= Task prompt =
How many lines in the records below hold the word "prelude"? Answer with the number alone.

= Input records =
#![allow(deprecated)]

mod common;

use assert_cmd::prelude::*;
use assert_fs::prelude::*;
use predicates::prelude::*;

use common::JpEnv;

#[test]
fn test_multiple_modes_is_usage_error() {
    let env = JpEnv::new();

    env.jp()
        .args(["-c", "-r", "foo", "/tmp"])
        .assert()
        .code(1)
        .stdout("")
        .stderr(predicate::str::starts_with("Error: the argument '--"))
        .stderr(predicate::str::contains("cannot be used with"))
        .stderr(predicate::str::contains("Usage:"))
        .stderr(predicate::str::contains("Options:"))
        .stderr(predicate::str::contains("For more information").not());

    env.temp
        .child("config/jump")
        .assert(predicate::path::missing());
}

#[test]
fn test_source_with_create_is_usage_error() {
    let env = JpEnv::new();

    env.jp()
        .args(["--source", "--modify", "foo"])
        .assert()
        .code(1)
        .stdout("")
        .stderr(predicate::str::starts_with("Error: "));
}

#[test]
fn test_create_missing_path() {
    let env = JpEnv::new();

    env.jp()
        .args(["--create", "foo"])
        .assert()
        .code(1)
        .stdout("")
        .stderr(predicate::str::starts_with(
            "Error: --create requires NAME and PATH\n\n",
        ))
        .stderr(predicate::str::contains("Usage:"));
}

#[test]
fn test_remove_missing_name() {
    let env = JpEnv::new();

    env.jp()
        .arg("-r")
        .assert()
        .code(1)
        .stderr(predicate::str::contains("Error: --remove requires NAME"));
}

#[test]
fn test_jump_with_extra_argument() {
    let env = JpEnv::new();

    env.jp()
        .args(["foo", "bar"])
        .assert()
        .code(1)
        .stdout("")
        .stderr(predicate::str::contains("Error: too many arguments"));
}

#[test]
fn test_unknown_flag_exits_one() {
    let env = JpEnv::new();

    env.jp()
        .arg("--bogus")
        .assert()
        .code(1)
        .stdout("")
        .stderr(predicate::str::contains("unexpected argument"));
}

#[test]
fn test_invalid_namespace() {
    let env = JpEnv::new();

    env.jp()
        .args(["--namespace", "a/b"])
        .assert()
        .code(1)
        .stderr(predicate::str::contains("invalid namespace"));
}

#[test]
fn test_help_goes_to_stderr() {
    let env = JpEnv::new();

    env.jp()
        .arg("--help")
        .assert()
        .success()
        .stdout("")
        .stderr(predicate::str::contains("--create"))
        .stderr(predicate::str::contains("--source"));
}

= Solution to this task =
3